Work to be completed - In the records below, find the line that contains "Ok(decode_wav(&bytes)?)", then transcribe it and every later line exactly, stopping at the final line.

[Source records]
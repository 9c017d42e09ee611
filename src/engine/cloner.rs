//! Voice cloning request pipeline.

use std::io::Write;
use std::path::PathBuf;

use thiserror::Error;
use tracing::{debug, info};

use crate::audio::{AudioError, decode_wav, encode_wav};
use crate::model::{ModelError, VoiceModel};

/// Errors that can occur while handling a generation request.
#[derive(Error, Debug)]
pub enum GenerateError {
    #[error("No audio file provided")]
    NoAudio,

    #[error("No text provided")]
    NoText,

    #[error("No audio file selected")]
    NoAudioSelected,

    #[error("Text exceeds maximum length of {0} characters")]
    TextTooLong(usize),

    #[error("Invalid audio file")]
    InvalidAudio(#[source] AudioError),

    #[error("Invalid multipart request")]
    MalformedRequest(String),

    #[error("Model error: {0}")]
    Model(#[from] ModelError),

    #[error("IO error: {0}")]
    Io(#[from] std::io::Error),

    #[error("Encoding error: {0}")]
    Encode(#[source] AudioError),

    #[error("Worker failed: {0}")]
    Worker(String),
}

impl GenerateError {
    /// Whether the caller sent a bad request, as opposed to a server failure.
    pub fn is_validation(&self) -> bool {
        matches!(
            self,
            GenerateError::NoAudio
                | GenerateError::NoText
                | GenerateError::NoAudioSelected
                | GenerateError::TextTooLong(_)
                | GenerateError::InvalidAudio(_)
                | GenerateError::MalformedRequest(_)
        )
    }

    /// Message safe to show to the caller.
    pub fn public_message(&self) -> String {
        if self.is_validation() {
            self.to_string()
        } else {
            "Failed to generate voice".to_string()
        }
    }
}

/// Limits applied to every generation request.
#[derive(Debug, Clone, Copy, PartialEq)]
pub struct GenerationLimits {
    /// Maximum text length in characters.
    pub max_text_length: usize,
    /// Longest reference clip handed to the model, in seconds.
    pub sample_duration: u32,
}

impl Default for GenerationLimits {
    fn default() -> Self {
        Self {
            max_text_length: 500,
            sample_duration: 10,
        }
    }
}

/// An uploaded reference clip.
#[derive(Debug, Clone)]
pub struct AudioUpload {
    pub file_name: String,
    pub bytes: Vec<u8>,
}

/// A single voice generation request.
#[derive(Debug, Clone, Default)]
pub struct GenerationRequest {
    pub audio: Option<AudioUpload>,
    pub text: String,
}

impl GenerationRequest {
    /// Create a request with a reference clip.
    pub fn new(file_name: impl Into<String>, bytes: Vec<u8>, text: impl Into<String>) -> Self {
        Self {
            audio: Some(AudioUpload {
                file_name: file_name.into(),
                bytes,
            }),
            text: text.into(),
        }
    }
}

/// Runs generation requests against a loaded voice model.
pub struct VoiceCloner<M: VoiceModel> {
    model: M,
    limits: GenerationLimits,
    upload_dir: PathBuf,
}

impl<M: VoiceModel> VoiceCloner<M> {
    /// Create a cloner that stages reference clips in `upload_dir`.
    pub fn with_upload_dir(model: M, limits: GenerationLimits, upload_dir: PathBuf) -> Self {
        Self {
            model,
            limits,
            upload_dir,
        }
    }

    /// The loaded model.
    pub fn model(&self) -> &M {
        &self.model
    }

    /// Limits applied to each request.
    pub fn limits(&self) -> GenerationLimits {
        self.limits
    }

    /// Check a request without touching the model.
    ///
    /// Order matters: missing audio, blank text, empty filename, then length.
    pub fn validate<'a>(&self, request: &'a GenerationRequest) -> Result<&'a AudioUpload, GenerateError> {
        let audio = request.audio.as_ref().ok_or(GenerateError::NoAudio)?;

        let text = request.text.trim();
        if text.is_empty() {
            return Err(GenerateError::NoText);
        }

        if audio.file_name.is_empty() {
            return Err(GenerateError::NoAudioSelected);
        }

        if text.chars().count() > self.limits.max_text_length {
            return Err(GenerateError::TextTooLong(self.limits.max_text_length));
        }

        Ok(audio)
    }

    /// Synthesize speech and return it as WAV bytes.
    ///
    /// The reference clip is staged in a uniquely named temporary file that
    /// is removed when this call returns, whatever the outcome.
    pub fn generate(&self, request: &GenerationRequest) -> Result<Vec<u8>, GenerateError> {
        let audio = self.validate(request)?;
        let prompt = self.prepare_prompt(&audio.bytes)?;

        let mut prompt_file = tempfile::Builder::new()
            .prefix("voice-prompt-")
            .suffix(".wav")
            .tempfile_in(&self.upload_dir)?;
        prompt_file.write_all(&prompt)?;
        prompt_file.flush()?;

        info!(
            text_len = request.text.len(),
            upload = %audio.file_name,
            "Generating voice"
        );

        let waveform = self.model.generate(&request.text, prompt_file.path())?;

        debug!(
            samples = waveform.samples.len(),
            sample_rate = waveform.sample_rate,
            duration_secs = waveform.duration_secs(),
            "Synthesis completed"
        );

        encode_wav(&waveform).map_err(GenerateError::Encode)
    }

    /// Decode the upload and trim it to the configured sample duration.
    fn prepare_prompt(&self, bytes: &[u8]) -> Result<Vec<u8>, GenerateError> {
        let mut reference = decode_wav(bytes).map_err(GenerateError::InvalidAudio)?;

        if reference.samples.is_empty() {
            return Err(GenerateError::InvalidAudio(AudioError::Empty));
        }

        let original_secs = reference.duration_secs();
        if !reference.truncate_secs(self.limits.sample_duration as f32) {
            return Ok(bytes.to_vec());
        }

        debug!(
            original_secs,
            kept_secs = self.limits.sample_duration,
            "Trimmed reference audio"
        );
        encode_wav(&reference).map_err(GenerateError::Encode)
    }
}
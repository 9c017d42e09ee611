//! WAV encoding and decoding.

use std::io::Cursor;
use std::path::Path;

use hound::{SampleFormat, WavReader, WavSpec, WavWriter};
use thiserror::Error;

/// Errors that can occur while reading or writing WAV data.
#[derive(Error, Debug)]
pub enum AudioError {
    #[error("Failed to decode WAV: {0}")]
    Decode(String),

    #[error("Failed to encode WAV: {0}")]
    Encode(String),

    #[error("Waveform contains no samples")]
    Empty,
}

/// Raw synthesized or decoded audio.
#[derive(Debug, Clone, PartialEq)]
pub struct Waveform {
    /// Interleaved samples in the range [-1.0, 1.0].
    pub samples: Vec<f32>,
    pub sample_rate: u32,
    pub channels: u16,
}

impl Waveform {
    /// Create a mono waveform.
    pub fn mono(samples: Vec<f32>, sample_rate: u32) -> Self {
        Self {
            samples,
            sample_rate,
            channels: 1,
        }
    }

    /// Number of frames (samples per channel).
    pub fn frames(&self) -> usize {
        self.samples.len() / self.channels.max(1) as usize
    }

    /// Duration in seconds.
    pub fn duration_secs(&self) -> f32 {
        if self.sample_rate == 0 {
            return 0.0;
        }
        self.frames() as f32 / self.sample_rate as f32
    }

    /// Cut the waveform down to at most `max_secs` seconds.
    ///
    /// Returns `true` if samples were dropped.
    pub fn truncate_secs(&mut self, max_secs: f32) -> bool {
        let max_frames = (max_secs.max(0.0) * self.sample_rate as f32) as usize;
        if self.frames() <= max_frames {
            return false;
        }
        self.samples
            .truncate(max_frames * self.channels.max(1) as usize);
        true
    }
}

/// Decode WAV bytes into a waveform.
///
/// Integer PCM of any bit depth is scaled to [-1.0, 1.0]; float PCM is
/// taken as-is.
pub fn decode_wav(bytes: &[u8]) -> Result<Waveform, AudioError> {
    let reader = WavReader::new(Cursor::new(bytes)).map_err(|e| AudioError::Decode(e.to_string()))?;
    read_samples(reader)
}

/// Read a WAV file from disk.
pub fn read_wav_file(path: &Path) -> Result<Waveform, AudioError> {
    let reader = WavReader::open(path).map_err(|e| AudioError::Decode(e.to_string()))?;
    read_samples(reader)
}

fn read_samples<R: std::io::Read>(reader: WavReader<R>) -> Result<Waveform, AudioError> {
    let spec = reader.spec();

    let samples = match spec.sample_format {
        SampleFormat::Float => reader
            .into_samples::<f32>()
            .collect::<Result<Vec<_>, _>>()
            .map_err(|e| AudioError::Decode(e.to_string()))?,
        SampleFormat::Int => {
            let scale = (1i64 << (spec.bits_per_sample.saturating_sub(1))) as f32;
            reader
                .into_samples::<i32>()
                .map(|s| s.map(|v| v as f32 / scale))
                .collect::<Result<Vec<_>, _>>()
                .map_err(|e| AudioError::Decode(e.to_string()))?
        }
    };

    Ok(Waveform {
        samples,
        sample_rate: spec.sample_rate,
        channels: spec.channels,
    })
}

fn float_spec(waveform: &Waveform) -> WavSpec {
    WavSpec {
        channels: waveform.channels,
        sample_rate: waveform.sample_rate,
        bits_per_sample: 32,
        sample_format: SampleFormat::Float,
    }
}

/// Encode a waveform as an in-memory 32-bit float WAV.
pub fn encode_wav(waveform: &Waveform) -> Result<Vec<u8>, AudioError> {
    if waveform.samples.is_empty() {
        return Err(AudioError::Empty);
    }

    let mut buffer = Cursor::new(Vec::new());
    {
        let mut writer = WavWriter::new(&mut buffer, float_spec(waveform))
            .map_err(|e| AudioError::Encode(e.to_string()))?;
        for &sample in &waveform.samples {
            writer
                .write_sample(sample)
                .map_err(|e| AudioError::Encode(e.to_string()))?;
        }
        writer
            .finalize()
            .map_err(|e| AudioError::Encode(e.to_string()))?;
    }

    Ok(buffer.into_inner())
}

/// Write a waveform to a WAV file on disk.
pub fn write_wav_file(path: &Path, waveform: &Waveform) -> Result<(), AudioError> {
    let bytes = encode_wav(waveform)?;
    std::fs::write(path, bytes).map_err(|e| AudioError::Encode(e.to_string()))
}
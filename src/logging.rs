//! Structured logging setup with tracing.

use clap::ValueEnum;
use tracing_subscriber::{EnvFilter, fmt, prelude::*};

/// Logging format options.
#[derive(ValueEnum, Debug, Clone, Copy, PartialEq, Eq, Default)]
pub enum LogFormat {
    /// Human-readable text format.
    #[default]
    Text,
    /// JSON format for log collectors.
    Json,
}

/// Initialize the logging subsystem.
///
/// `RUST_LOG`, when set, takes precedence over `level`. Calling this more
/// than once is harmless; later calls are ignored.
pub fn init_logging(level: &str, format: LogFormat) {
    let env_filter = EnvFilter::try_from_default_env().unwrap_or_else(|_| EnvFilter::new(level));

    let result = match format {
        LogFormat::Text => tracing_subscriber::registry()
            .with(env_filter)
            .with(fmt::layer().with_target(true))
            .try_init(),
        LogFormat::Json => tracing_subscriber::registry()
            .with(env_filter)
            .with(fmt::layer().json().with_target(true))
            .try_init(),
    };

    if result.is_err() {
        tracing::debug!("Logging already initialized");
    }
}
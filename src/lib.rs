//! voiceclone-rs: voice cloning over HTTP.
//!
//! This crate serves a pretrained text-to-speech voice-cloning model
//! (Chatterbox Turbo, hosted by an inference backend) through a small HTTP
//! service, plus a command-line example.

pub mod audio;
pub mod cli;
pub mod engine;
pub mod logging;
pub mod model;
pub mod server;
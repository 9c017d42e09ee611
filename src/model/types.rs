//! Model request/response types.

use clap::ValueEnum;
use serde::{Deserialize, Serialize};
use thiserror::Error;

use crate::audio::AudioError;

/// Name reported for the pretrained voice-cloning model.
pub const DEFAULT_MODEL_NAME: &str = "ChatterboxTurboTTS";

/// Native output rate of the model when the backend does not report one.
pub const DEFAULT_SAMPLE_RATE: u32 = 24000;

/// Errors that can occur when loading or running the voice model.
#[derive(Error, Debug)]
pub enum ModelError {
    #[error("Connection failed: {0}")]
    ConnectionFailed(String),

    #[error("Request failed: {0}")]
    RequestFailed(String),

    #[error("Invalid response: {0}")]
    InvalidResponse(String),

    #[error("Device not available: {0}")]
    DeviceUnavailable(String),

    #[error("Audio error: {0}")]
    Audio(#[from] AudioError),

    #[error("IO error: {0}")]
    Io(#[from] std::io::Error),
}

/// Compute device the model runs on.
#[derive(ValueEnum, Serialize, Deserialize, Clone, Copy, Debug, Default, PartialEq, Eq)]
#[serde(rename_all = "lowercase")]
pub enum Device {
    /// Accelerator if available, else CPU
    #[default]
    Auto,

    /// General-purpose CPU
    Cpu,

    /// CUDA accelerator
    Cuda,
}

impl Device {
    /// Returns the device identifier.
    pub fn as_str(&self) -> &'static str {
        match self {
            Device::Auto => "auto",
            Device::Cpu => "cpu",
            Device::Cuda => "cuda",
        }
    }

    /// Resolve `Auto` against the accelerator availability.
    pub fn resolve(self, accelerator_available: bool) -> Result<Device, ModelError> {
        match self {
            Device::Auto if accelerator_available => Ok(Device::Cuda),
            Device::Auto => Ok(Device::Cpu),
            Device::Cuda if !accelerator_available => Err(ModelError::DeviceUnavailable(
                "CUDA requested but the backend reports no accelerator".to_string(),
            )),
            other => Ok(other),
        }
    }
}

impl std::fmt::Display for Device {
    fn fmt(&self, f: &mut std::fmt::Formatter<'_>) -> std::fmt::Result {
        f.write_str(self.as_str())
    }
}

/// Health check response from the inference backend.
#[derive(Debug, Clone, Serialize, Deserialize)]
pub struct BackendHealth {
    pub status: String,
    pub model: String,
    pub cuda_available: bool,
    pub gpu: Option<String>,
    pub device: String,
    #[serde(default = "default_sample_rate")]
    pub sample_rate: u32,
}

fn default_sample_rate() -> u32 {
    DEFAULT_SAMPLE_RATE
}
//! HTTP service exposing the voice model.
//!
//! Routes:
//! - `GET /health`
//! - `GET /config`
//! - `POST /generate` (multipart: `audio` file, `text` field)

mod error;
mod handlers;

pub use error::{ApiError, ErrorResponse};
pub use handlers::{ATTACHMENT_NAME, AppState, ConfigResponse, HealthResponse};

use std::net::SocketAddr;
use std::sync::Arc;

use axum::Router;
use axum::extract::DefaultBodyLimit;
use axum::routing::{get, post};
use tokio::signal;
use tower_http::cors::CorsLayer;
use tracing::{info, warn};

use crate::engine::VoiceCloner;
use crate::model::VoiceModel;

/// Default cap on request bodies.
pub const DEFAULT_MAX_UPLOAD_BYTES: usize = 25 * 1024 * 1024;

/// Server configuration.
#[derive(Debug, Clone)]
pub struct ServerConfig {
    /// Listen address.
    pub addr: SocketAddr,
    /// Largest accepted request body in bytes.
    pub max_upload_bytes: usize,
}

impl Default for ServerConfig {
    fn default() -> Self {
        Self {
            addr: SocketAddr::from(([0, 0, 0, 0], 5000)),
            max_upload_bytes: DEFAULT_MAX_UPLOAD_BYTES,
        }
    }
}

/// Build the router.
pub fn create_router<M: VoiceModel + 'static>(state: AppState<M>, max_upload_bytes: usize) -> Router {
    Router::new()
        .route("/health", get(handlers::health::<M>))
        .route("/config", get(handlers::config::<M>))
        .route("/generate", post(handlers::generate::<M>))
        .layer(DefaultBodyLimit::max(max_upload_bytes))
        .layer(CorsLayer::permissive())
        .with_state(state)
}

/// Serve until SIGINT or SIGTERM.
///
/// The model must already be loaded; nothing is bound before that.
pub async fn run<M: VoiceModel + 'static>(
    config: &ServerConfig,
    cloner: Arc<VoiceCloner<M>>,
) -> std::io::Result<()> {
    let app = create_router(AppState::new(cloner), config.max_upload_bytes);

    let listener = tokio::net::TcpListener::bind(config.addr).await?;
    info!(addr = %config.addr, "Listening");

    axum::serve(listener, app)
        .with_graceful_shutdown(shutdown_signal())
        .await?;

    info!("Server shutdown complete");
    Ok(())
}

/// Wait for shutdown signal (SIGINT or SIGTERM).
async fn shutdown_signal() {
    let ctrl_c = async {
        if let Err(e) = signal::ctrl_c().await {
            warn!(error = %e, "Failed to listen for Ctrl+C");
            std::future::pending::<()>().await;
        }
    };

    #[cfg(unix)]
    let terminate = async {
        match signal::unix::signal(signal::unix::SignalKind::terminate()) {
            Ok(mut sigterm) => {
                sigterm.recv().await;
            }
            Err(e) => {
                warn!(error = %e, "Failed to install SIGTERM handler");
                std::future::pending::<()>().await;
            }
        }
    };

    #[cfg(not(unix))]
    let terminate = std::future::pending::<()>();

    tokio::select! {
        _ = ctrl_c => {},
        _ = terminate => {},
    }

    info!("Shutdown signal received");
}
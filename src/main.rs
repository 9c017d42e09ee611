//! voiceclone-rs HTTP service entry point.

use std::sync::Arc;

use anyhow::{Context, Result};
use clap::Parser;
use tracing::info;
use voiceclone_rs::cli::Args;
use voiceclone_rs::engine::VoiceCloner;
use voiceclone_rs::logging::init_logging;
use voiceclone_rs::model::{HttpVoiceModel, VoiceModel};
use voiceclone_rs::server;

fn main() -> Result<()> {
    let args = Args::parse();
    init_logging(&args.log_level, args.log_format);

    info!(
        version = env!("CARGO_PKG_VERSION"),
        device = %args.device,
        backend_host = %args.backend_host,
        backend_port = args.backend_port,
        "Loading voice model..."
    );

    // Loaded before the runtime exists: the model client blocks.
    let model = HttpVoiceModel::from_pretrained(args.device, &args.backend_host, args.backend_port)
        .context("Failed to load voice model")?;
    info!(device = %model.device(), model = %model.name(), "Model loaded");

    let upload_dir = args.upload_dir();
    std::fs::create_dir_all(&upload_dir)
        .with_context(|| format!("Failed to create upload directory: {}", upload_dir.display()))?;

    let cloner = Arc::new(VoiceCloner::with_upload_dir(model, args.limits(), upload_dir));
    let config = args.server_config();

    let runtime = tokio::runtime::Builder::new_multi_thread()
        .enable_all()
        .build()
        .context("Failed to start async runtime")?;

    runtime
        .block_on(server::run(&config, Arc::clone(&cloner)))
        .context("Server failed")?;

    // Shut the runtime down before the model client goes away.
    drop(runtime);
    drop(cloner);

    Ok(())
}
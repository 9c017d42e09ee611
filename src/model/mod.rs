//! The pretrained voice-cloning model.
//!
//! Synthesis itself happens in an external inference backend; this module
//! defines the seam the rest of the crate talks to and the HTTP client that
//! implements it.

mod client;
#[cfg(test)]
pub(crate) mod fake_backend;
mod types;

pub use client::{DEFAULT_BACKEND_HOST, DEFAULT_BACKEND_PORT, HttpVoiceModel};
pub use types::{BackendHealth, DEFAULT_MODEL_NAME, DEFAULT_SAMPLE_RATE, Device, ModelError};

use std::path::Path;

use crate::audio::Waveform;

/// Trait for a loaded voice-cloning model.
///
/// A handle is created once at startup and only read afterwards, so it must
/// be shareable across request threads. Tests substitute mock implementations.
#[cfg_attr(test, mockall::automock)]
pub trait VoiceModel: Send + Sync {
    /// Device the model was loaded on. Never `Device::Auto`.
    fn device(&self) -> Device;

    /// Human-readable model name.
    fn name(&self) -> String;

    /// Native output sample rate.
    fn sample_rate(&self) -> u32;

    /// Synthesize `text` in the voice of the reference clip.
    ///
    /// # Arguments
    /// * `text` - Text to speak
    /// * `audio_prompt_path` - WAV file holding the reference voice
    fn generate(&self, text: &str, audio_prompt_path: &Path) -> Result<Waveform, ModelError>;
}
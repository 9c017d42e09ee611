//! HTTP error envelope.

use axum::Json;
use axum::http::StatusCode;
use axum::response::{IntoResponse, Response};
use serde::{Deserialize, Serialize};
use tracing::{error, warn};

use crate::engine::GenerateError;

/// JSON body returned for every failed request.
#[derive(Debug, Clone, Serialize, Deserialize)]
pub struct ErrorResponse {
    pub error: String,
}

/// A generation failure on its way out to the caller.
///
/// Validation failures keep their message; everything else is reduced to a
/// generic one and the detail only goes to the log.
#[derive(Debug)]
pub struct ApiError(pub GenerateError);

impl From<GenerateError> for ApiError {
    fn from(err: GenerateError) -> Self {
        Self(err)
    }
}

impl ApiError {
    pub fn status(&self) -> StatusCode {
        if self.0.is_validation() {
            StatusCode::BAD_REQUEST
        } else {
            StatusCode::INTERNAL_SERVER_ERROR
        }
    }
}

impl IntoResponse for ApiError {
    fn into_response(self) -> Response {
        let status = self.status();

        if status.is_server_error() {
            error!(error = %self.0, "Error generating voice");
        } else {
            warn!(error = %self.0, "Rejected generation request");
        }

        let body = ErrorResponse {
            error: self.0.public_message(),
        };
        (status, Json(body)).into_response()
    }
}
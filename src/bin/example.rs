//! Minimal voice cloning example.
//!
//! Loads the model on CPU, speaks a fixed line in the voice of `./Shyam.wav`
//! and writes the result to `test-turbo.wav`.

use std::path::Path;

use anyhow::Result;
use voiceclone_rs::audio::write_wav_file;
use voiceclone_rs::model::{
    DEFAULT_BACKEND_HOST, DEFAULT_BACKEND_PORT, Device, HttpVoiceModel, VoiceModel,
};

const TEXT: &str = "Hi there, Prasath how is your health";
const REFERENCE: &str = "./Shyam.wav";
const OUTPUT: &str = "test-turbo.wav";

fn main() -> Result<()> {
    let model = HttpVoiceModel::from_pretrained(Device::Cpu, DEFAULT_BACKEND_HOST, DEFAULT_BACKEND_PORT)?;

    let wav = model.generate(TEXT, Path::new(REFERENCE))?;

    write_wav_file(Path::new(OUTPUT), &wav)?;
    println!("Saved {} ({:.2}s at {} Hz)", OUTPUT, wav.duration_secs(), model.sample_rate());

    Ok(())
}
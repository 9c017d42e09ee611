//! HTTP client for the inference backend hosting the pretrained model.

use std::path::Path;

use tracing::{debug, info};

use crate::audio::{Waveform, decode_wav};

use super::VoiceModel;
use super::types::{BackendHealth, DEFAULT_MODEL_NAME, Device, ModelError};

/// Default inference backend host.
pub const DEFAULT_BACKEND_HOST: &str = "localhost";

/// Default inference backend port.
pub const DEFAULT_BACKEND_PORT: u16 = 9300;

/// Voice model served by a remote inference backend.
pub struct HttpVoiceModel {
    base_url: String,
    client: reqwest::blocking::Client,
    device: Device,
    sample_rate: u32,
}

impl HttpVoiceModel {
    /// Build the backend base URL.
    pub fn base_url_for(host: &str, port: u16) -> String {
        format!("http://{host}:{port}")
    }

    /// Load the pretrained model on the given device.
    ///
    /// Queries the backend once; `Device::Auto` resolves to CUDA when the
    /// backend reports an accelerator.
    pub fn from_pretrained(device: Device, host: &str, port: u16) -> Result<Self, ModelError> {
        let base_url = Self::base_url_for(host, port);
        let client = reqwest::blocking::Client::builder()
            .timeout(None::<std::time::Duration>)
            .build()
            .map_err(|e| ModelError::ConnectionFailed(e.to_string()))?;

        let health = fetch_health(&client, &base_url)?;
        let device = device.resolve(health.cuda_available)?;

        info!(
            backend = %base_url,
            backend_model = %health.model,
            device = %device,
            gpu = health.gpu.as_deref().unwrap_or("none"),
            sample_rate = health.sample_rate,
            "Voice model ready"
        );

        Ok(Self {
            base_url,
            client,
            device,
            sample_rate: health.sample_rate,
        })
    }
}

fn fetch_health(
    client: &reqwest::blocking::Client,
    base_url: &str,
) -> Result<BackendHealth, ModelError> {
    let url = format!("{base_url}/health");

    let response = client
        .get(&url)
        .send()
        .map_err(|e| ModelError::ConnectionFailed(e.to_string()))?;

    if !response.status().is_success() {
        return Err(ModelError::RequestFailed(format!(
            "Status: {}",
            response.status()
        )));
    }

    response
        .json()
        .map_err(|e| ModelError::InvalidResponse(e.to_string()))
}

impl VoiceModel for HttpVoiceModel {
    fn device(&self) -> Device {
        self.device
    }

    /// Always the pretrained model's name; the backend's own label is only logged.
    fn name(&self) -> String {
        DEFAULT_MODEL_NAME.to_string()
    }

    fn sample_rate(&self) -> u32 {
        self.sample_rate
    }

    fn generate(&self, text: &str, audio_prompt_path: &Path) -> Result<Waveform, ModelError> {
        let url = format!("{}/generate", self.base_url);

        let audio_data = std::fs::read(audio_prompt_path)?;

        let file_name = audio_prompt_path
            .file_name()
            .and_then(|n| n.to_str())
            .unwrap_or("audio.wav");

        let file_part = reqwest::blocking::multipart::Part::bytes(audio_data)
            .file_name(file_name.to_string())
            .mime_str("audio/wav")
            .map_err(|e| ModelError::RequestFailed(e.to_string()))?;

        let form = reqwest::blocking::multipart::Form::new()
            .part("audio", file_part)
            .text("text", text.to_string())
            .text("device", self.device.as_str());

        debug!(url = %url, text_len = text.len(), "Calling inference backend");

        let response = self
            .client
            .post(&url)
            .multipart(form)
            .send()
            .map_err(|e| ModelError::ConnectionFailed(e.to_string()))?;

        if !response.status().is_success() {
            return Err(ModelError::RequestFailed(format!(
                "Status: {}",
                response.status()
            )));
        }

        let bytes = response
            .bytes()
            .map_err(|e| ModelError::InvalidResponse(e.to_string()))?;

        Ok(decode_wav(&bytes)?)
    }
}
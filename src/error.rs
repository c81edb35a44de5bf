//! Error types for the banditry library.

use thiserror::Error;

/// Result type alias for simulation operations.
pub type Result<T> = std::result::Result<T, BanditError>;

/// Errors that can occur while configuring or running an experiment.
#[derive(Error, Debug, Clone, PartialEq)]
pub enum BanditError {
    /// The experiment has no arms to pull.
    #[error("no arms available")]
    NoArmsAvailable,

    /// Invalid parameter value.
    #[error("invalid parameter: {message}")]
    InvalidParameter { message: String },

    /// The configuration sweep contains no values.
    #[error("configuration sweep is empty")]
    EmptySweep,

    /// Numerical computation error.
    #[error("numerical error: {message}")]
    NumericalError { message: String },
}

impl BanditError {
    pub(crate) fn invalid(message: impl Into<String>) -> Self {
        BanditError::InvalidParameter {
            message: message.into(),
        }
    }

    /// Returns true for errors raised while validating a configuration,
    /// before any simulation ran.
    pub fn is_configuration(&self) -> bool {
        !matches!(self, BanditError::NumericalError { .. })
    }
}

Solution to this exercise -
        Ok(decode_wav(&bytes)?)
    }
}
filename src/error.rs
repository c81edb35a44de5bf
//! Error types for the banditry library.

use thiserror::Error;

/// Result type alias for simulation operations.
pub type Result<T> = std::result::Result<T, BanditError>;

/// Errors that can occur while configuring or running an experiment.
#[derive(Error, Debug, Clone, PartialEq)]
pub enum BanditError {
    /// The experiment has no arms to pull.
    #[error("no arms available")]
    NoArmsAvailable,

    /// Invalid parameter value.
    #[error("invalid parameter: {message}")]
    InvalidParameter { message: String },

    /// The configuration sweep contains no values.
    #[error("configuration sweep is empty")]
    EmptySweep,

    /// Numerical computation error.
    #[error("numerical error: {message}")]
    NumericalError { message: String },
}

impl BanditError {
    pub(crate) fn invalid(message: impl Into<String>) -> Self {
        BanditError::InvalidParameter {
            message: message.into(),
        }
    }

    /// Returns true for errors raised while validating a configuration,
    /// before any simulation ran.
    pub fn is_configuration(&self) -> bool {
        !matches!(self, BanditError::NumericalError { .. })
    }
}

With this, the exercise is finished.